Russian authorities have underlined the illegality of overbooking within the country after highlighting a case in which a disabled passenger was denied boarding by budget airline Pobeda.
Federal air transport service Rosaviatsia has drawn attention to the case, which occurred less than a week after the highly-public enforced removal of a passenger from a United Airlines flight – a situation which forced the US carrier to review policies on overbooking.
Rosaviatsia stresses that overbooking is a practice on "some foreign airlines" but is not permitted under Russian legislation.
Russian law "forbids" this measure, it states, and proposals to legalise overbooking were rejected by legislators last year for "not meeting the interests of consumers".
Rosaviatsia is conducting a formal probe into the 12 April case involving Pobeda flight DP407 from Moscow Vnukovo to Ekaterinburg.
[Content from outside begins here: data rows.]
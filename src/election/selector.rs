//! Primary Selector
//!
//! Bridges the coordination service's leader election to the process-wide
//! [`RoleState`]. Winning the election promotes this process to primary and
//! publishes a marker node named after its identity; any connectivity change
//! demotes it, which ends the tenure and removes the marker.

use std::sync::atomic::{AtomicBool, Ordering};
use std::sync::{Arc, OnceLock};
use std::time::Duration;

use super::bootstrap::{connect_fresh, RetryPolicy};
use super::{ConnectionState, Connector, ElectionHandle, ElectionListener, Session};
use crate::config::SelectorConfig;
use crate::error::{Error, Result};
use crate::state::{Role, RoleState};

/// Derive the `host:port` identity of a participant from its bind address
pub(crate) fn identity_from_address(address: &str) -> Result<String> {
    let invalid = || Error::InvalidAddress(address.to_string());

    let (host, port) = address.trim().rsplit_once(':').ok_or_else(invalid)?;
    if host.is_empty() {
        return Err(invalid());
    }
    let port: u16 = port.parse().map_err(|_| invalid())?;

    Ok(format!("{}:{}", host, port))
}

/// State shared with the election primitive's callback threads
struct Shared<S: Session> {
    /// Election all peers register under
    election_path: String,
    /// Marker namespace, always ending with '/'
    leader_folder: String,
    /// Session produced by the bootstrap
    session: S,
    /// Role of this process
    role: RoleState,
    /// Participant identity, set once `start` registered
    identity: OnceLock<String>,
    /// Election participation, set once `start` registered
    election: OnceLock<Box<dyn ElectionHandle>>,
    /// Held from the moment `start` begins registering
    joining: AtomicBool,
}

impl<S: Session> Shared<S> {
    fn marker_path(&self, identity: &str) -> String {
        format!("{}{}", self.leader_folder, identity)
    }

    /// Replace any marker left behind by an earlier tenure of this identity
    fn publish_marker(&self, marker: &str) -> Result<()> {
        if self.session.exists(marker)? {
            tracing::info!("Deleting stale leader marker {}", marker);
            self.session.delete(marker)?;
        }

        tracing::info!("Creating leader marker {}", marker);
        self.session.create(marker, true)
    }

    /// Log who leads and who participates. Failures are only logged.
    fn log_election_view(&self, election: &dyn ElectionHandle) {
        match election.current_leader() {
            Ok(Some(leader)) => tracing::info!("The current leader is {}", leader),
            Ok(None) => tracing::info!("No leader is currently elected"),
            Err(e) => tracing::warn!("Failed to look up the current leader: {}", e),
        }

        match election.participants() {
            Ok(participants) => tracing::info!("All participants: {:?}", participants),
            Err(e) => tracing::warn!("Failed to list election participants: {}", e),
        }
    }
}

/// Listener registered by `start` on behalf of one identity
struct Candidate<S: Session> {
    shared: Arc<Shared<S>>,
    identity: String,
}

impl<S: Session> ElectionListener for Candidate<S> {
    fn connectivity_changed(&self, state: ConnectionState) {
        // Never assume leadership survives a connectivity change
        self.shared.role.set(Role::Secondary);
        tracing::info!("Coordination service connection is now {}", state);

        if !state.is_connected() {
            return;
        }

        if let Some(election) = self.shared.election.get() {
            match election.current_leader() {
                Ok(Some(leader)) => tracing::info!("The current leader is {}", leader),
                Ok(None) => {}
                Err(e) => tracing::error!("Failed to look up the current leader: {}", e),
            }
        }
    }

    fn take_leadership(&self, election: &dyn ElectionHandle) -> Result<()> {
        let shared = &self.shared;
        let identity = &self.identity;

        if !shared.role.set(Role::Primary) {
            tracing::warn!("{} was granted leadership after shutdown, declining", identity);
            return Err(Error::Interrupted);
        }

        // Confirm only after promoting: a demotion racing this grant is then
        // either visible here or delivered after the promotion.
        match election.current_leader() {
            Ok(Some(leader)) if leader == *identity => {}
            Ok(leader) => {
                tracing::warn!(
                    "{} was granted leadership but the leader is now {:?}, declining",
                    identity,
                    leader
                );
                shared.role.set(Role::Secondary);
                return Ok(());
            }
            Err(e) => {
                tracing::error!("{} failed to confirm leadership: {}", identity, e);
                shared.role.set(Role::Secondary);
                return Err(e);
            }
        }

        let marker = shared.marker_path(identity);
        if let Err(e) = shared.publish_marker(&marker) {
            tracing::error!("{} failed to publish leader marker {}: {}", identity, marker, e);
            shared.role.set(Role::Secondary);
            return Err(e);
        }
        tracing::info!("{} is now the leader.", identity);

        // This thread is the lease: hold it until demoted or interrupted
        let held = shared.role.hold_while(Role::Primary);
        if let Err(e) = &held {
            tracing::error!("{} was interrupted: {}", identity, e);
        }

        tracing::warn!("{} relinquishing leadership.", identity);
        shared.log_election_view(election);
        shared.session.delete(&marker)?;

        held
    }
}

/// Election client deciding whether this process is the primary.
///
/// Construction bootstraps a fresh session; [`start`](Self::start) joins the
/// election. Other components block on [`wait_for_role`](Self::wait_for_role)
/// (or its timed and async variants) until the role they need is reached.
pub struct PrimarySelector<S: Session> {
    shared: Arc<Shared<S>>,
}

impl<S: Session> PrimarySelector<S> {
    /// Connect through `connector` and prepare to join the election at
    /// `election_path`, publishing markers under `leader_path`.
    pub fn new<C>(
        connector: &C,
        election_path: impl Into<String>,
        leader_path: &str,
        retry: &RetryPolicy,
    ) -> Result<Self>
    where
        C: Connector<Session = S>,
    {
        let leader_folder = if leader_path.ends_with('/') {
            leader_path.to_string()
        } else {
            format!("{}/", leader_path)
        };

        let session = connect_fresh(connector, retry)?;

        Ok(Self {
            shared: Arc::new(Shared {
                election_path: election_path.into(),
                leader_folder,
                session,
                role: RoleState::new(),
                identity: OnceLock::new(),
                election: OnceLock::new(),
                joining: AtomicBool::new(false),
            }),
        })
    }

    /// Build a selector from the `[election]` and `[retry]` configuration
    pub fn from_config<C>(connector: &C, config: &SelectorConfig) -> Result<Self>
    where
        C: Connector<Session = S>,
    {
        Self::new(
            connector,
            config.election.election_path.clone(),
            &config.election.leader_path,
            &config.retry_policy(),
        )
    }

    /// Join the election as the participant bound at `bind_address`.
    ///
    /// May only succeed once; a failed registration can be retried. If this
    /// process wins, the leadership callback can fire before this returns.
    pub fn start(&self, bind_address: &str) -> Result<()> {
        if self.shared.role.is_interrupted() {
            return Err(Error::AlreadyClosed);
        }

        let identity = identity_from_address(bind_address)?;
        if self.shared.joining.swap(true, Ordering::AcqRel) {
            return Err(Error::AlreadyStarted);
        }

        let listener: Arc<dyn ElectionListener> = Arc::new(Candidate {
            shared: self.shared.clone(),
            identity: identity.clone(),
        });
        let election = match self.shared.session.register(
            &self.shared.election_path,
            &identity,
            listener,
        ) {
            Ok(election) => election,
            Err(e) => {
                // Nothing joined, so a later start may try again
                self.shared.joining.store(false, Ordering::Release);
                return Err(Error::Registration {
                    identity,
                    reason: e.to_string(),
                });
            }
        };

        self.shared.identity.get_or_init(|| identity.clone());
        if let Err(election) = self.shared.election.set(election) {
            if let Err(e) = election.close() {
                tracing::debug!("Failed to close duplicate registration: {}", e);
            }
            return Err(Error::AlreadyStarted);
        }

        tracing::info!(
            "Joined election {} as {}",
            self.shared.election_path,
            identity
        );
        Ok(())
    }

    /// Stop participating for good.
    ///
    /// A live tenure is interrupted and its marker removed before the
    /// election and the session are closed. Closing again is a no-op.
    pub fn close(&self) -> Result<()> {
        self.shared.role.interrupt();

        if let Some(election) = self.shared.election.get() {
            match election.close() {
                Ok(()) => tracing::info!("Left election {}", self.shared.election_path),
                Err(Error::AlreadyClosed) => {
                    tracing::debug!("Election participation already closed");
                }
                Err(e) => return Err(e),
            }
        }

        match self.shared.session.close() {
            Ok(()) | Err(Error::AlreadyClosed) => Ok(()),
            Err(e) => Err(e),
        }
    }

    /// Alias for [`close`](Self::close)
    pub fn stop(&self) -> Result<()> {
        self.close()
    }

    /// Identity of this participant, once started
    pub fn identity(&self) -> Option<&str> {
        self.shared.identity.get().map(String::as_str)
    }

    /// Marker path this participant publishes while primary, once started
    pub fn marker_path(&self) -> Option<String> {
        self.identity().map(|identity| self.shared.marker_path(identity))
    }

    /// Election path shared by all peers
    pub fn election_path(&self) -> &str {
        &self.shared.election_path
    }

    /// Identities of all registered participants.
    ///
    /// Failures are logged and returned; they never affect the role.
    pub fn participants(&self) -> Result<Vec<String>> {
        let election = self.shared.election.get().ok_or(Error::NotStarted)?;
        election
            .participants()
            .inspect_err(|e| tracing::error!("Failed to list election participants: {}", e))
    }

    /// Identity of the current leader, if one is elected.
    ///
    /// Failures are logged and returned; they never affect the role.
    pub fn leader(&self) -> Result<Option<String>> {
        let election = self.shared.election.get().ok_or(Error::NotStarted)?;
        election
            .current_leader()
            .inspect_err(|e| tracing::error!("Failed to look up the current leader: {}", e))
    }

    /// Current role
    pub fn role(&self) -> Role {
        self.shared.role.role()
    }

    /// Block until this process has `role`
    pub fn wait_for_role(&self, role: Role) -> Result<()> {
        self.shared.role.wait_for_role(role)
    }

    /// Block until this process has `role` or `timeout` passes
    pub fn wait_for_role_timeout(&self, role: Role, timeout: Duration) -> Result<bool> {
        self.shared.role.wait_for_role_timeout(role, timeout)
    }

    /// Wait asynchronously until this process has `role`
    pub async fn wait_for_role_async(&self, role: Role) -> Result<()> {
        self.shared.role.wait_for_role_async(role).await
    }

    /// Session owned by this selector
    pub fn session(&self) -> &S {
        &self.shared.session
    }
}

impl<S: Session> Drop for PrimarySelector<S> {
    fn drop(&mut self) {
        if let Err(e) = self.close() {
            tracing::warn!("Failed to close primary selector: {}", e);
        }
    }
}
Pobeda claims the passenger at the centre of the incident had arrived 2min before closure of check-in and it would have had to delay the departure to accommodate them.
But Rosaviatsia retorts that this explanation is "clumsy" and it has urged the airline to take action against those responsible, including possible dismissal.
Pobeda says it has fired a member of the ground-support team at Vnukovo over the matter, and adds that it is working on guidance for dealing with passengers with disabilities.